Tom Gallagher, Analyst
Good morning. Eric, just a question on your comment about maintaining the $1.5 billion buyback goal through the end of 2021. My question is, if all other conditions remain, we'll call it relatively benign versus where things are today, credit, equity markets, but interest rates remain at around 50 basis points, would you still expect to execute $1.5 billion buyback with those types of conditions?
Eric Steigerwalt, CEO
Good morning, Tom, how are you doing? Taking your question at face value. Yes, I would.
Ed Spehar, CFO
Yes. Hey, Tom. It’s Ed. So, we're not going to give a forward look on normalized statutory earnings in this environment. But I guess I would say that with the 515% to 535% RBC ratio at the end of the second quarter, $1.3 billion of holding company cash and no debt maturities until 2027, we feel very good about our position during this period of uncertainty.
Elyse Greenspan, Analyst
My first question I guess also on the capital side, I guess, Eric in your prepared remarks, it seemed like you left the door open a little bit to return to buying back your stock maybe perhaps this year. So what are you guys paying attention to for when you might return to buybacks? And then when do you expect to get the remaining dividend from BLIC, in the third or the fourth quarter? And can you let us know the unassigned funds at BLIC in the quarter as well?
Eric Steigerwalt, CEO
Hi, Elyse. It’s Eric. I'll start and then I think Ed will jump in. Just let me highlight that obviously we temporarily suspended the share repurchases in early May as you know. And that was after we had repurchased more than 12% of year-end 2019 shares outstanding. At an average price that's roughly 15% below where we are now. So we feel pretty good about where we're at. And I'll just add, kind of dovetailing off of Tom's question, look, we would like to achieve our capital return target of $1.5 billion by year-end '21. Having said that, look, we're going to evaluate market conditions and other factors. And as we think about the environment, if it's appropriate to begin repurchases, we will. As you've heard Ed say many times, prudence and flexibility, that's what we're thinking about along with watching market conditions, et cetera. Ed, you want to jump in?
Ed Spehar, CFO
Yes. Hi, Elyse. So two things to first, just one thing to add on to the share buyback that we have done in the year to date. I just want to highlight that by taking advantage of the opportunity earlier this year with our stock price down, we repurchased more shares in the first five months of this year than we had thought or had planned to repurchase for all of 2020. So just to underscore, that we're very pleased with the capital actions we've taken year to date. And then on your specific question on unassigned funds, unassigned funds at the end of the first quarter was negative $140 million, I think. So more than $100 million negative at the end of the first quarter, it was approximately $1 billion positive at the end of the second quarter.
Elyse Greenspan, Analyst
And then my second question, it seems like annuity sales held up pretty well in the quarter. Can you just give us a sense of how sales might trend kind of given the environment that we're in right now for the balance of the year?
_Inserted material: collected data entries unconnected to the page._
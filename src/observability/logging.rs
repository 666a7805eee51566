//! Structured logging.
//!
//! # Design Decisions
//! - Uses tracing crate for structured logging
//! - JSON format for production, pretty format for development
//! - `RUST_LOG` wins over the configured level

use tracing_subscriber::{layer::SubscriberExt, util::SubscriberInitExt, EnvFilter};

use crate::config::{LogFormat, ObservabilityConfig};

/// Filter used when `RUST_LOG` is not set.
pub fn default_filter(level: &str) -> String {
    let level = level.to_ascii_lowercase();
    format!("provision_host={level},tower_http={level}")
}

/// Initialize the global subscriber. Call once, from `main`.
pub fn init(config: &ObservabilityConfig) {
    let filter = EnvFilter::try_from_default_env()
        .unwrap_or_else(|_| default_filter(&config.log_level).into());

    let registry = tracing_subscriber::registry().with(filter);
    match config.log_format {
        LogFormat::Json => registry.with(tracing_subscriber::fmt::layer().json()).init(),
        LogFormat::Pretty => registry.with(tracing_subscriber::fmt::layer()).init(),
    }
}
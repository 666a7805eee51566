//! TLS configuration for both listeners.

use std::sync::Arc;

use axum_server::tls_rustls::RustlsConfig;
use rustls::ServerConfig;
use tokio_rustls::TlsAcceptor;

use crate::credentials::identity::crypto_provider;
use crate::credentials::TlsIdentity;

/// gRPC runs over HTTP/2 only.
pub const RPC_ALPN: &[u8] = b"h2";

/// Build a server config presenting `identity`, advertising `alpn`.
pub fn server_config(identity: &TlsIdentity, alpn: &[&[u8]]) -> Result<ServerConfig, rustls::Error> {
    let mut config = ServerConfig::builder_with_provider(crypto_provider())
        .with_safe_default_protocol_versions()?
        .with_no_client_auth()
        .with_single_cert(identity.certificates().to_vec(), identity.private_key())?;
    config.alpn_protocols = alpn.iter().map(|proto| proto.to_vec()).collect();
    Ok(config)
}

/// Acceptor for the gRPC listener.
pub fn rpc_acceptor(identity: &TlsIdentity) -> Result<TlsAcceptor, rustls::Error> {
    let config = server_config(identity, &[RPC_ALPN])?;
    Ok(TlsAcceptor::from(Arc::new(config)))
}

/// Config for the HTTP listener (h2 preferred, HTTP/1.1 fallback).
pub fn http_config(identity: &TlsIdentity) -> Result<RustlsConfig, rustls::Error> {
    let config = server_config(identity, &[b"h2", b"http/1.1"])?;
    Ok(RustlsConfig::from_config(Arc::new(config)))
}
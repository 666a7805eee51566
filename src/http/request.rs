//! Request ID generation.

use axum::http::{HeaderValue, Request};
use tower_http::request_id::{MakeRequestId, RequestId};
use uuid::Uuid;

/// Assigns a UUID v4 to requests that arrive without an `x-request-id`.
#[derive(Debug, Clone, Copy, Default)]
pub struct RequestIdMaker;

impl MakeRequestId for RequestIdMaker {
    fn make_request_id<B>(&mut self, _request: &Request<B>) -> Option<RequestId> {
        let id = Uuid::new_v4().to_string();
        HeaderValue::from_str(&id).ok().map(RequestId::new)
    }
}
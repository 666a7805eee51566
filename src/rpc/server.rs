//! Remote-procedure server: TLS accept loop feeding a tonic router.
//!
//! # Responsibilities
//! - Accept connections and run each TLS handshake on its own task
//! - Serve every registered gRPC service on the handshaken streams
//! - Stop gracefully: refuse new connections, let in-flight calls finish

use std::io;
use std::time::Duration;

use tokio::net::{TcpListener, TcpStream};
use tokio::sync::mpsc;
use tokio_rustls::server::TlsStream;
use tokio_rustls::TlsAcceptor;
use tokio_stream::wrappers::ReceiverStream;
use tonic::service::{Routes, RoutesBuilder};
use tonic::transport::Server;

use crate::lifecycle::ShutdownSignal;

/// Pause after a failed accept so a persistent error (e.g. EMFILE) does not spin.
const ACCEPT_BACKOFF: Duration = Duration::from_millis(50);

/// A client that has not finished its handshake by then is dropped.
const HANDSHAKE_TIMEOUT: Duration = Duration::from_secs(10);

/// Handshaken connections waiting for the router.
const HANDSHAKE_QUEUE: usize = 128;

/// gRPC server for the host and business services.
pub struct RpcServer {
    routes: Routes,
}

impl RpcServer {
    pub fn new(routes: RoutesBuilder) -> Self {
        Self {
            routes: routes.routes(),
        }
    }

    /// Serve until `stop` fires, then wait for open calls to finish.
    pub async fn serve(
        self,
        listener: TcpListener,
        acceptor: TlsAcceptor,
        stop: ShutdownSignal,
    ) -> Result<(), tonic::transport::Error> {
        if let Ok(address) = listener.local_addr() {
            tracing::info!(address = %address, "RPC server starting");
        }

        let incoming = incoming(listener, acceptor, stop.clone());
        let mut stop = stop;
        Server::builder()
            .trace_fn(|request| tracing::info_span!("rpc", path = %request.uri().path()))
            .add_routes(self.routes)
            .serve_with_incoming_shutdown(incoming, async move {
                stop.recv().await;
                tracing::info!("RPC graceful stop requested");
            })
            .await?;

        tracing::info!("RPC server stopped");
        Ok(())
    }
}

/// Accept on `listener` until `stop` fires, yielding TLS streams.
///
/// Handshakes run on their own tasks so a slow client never holds up the
/// accept loop. The listener closes as soon as the loop ends.
fn incoming(
    listener: TcpListener,
    acceptor: TlsAcceptor,
    mut stop: ShutdownSignal,
) -> ReceiverStream<io::Result<TlsStream<TcpStream>>> {
    let (tx, rx) = mpsc::channel(HANDSHAKE_QUEUE);

    tokio::spawn(async move {
        loop {
            let (stream, peer) = tokio::select! {
                _ = stop.recv() => break,
                _ = tx.closed() => break,
                accepted = listener.accept() => match accepted {
                    Ok(accepted) => accepted,
                    Err(e) => {
                        tracing::warn!(error = %e, "RPC accept failed");
                        tokio::time::sleep(ACCEPT_BACKOFF).await;
                        continue;
                    }
                },
            };

            let acceptor = acceptor.clone();
            let tx = tx.clone();
            tokio::spawn(async move {
                match tokio::time::timeout(HANDSHAKE_TIMEOUT, acceptor.accept(stream)).await {
                    Ok(Ok(tls)) => {
                        let _ = tx.send(Ok(tls)).await;
                    }
                    Ok(Err(e)) => {
                        tracing::debug!(peer_addr = %peer, error = %e, "TLS handshake failed");
                    }
                    Err(_) => tracing::debug!(peer_addr = %peer, "TLS handshake timed out"),
                }
            });
        }
        tracing::debug!("RPC accept loop finished");
    });

    ReceiverStream::new(rx)
}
Myles Lambert, Chief Distribution and Marketing Officer
Yes, good morning. It's Myles speaking. So what I would say is, look, we're continuing to execute on our distribution strategy. We're adding wholesalers. We're expanding into new firms as well as new channels. We're introducing products that really are complementary to all different types of market conditions. And frankly, we're very pleased with our sales results. Annuity sales, quarter-over-quarter were down slightly, but as Eric mentioned, still up 6% year-to-date. And we continue to just make fabulous progress as it relates to selling our new SmartCare product. As it relates to kind of forecasting the rest of the year, I really believe that until we get back to more normal business conditions, COVID is still going to have an impact on sales. What exactly that impact looks like? I just can't quantify at this time?
Humphrey Lee, Analyst
Hi, good morning and thank you for taking my questions. I just want to follow up on your capital proposition and your RBC level. I'm actually a little surprised to see that even after dividing up the $500 million, your RBC levels have remained relatively flat quarter-over-quarter. I thought last quarter you mentioned that the factors around the new VA capital reform, how the TAC and the capital requirement change full cycle, would keep your RBC relatively stable regardless of the market situation. However, I would expect this to be consistent for this quarter as well. Looking at your current position, even after dividing the $500 million, you're still at 515 to 535. Could you elaborate on the factors that caused the change between the first quarter and the second quarter?
Eric Steigerwalt, CEO
Sure, good morning, Humphrey. So, the discussion we had about the interplay between capital and required capital and reserves, so the CTE70 to CTE98 movements of convergence in bad markets and divergence in good markets. We saw that, again this quarter in terms of divergence. But it's important to keep in mind that we're just talking about, in the framework relative to those two different measures of averages of the worse scenarios. We clearly benefit from better markets. And that is the source of our normalized statutory earnings over time and therefore our distributable earnings over time. So if you look at our results this quarter, we talk about normalized statutory earnings in total of $600 million with about two-thirds of that related to VA. If you were to look at CTE98, which is what's important for RBC, you’d see the same dynamic of, adding to assets above, just like you saw with the normalized statutory earnings. So it's not surprising given the magnitude of those numbers that if we take a $500 million dividend out in the second quarter, and we have roughly the same amount of norm stat earnings that you would see no material change in the risk-based capital ratio.
Humphrey Lee, Analyst
Okay. Got it. And then my second question is on the annuity sales. So I guess in terms of the mix for this quarter, we saw Shield coming down. Fixed annuities actually went up. I think many of your peers have talked about difficulty getting return for fixed annuity products in the current environment. So maybe just talk about what you saw in terms of how you find attractive returns for your fixed products, and also what you saw in terms of Shield, maybe in terms of market competition?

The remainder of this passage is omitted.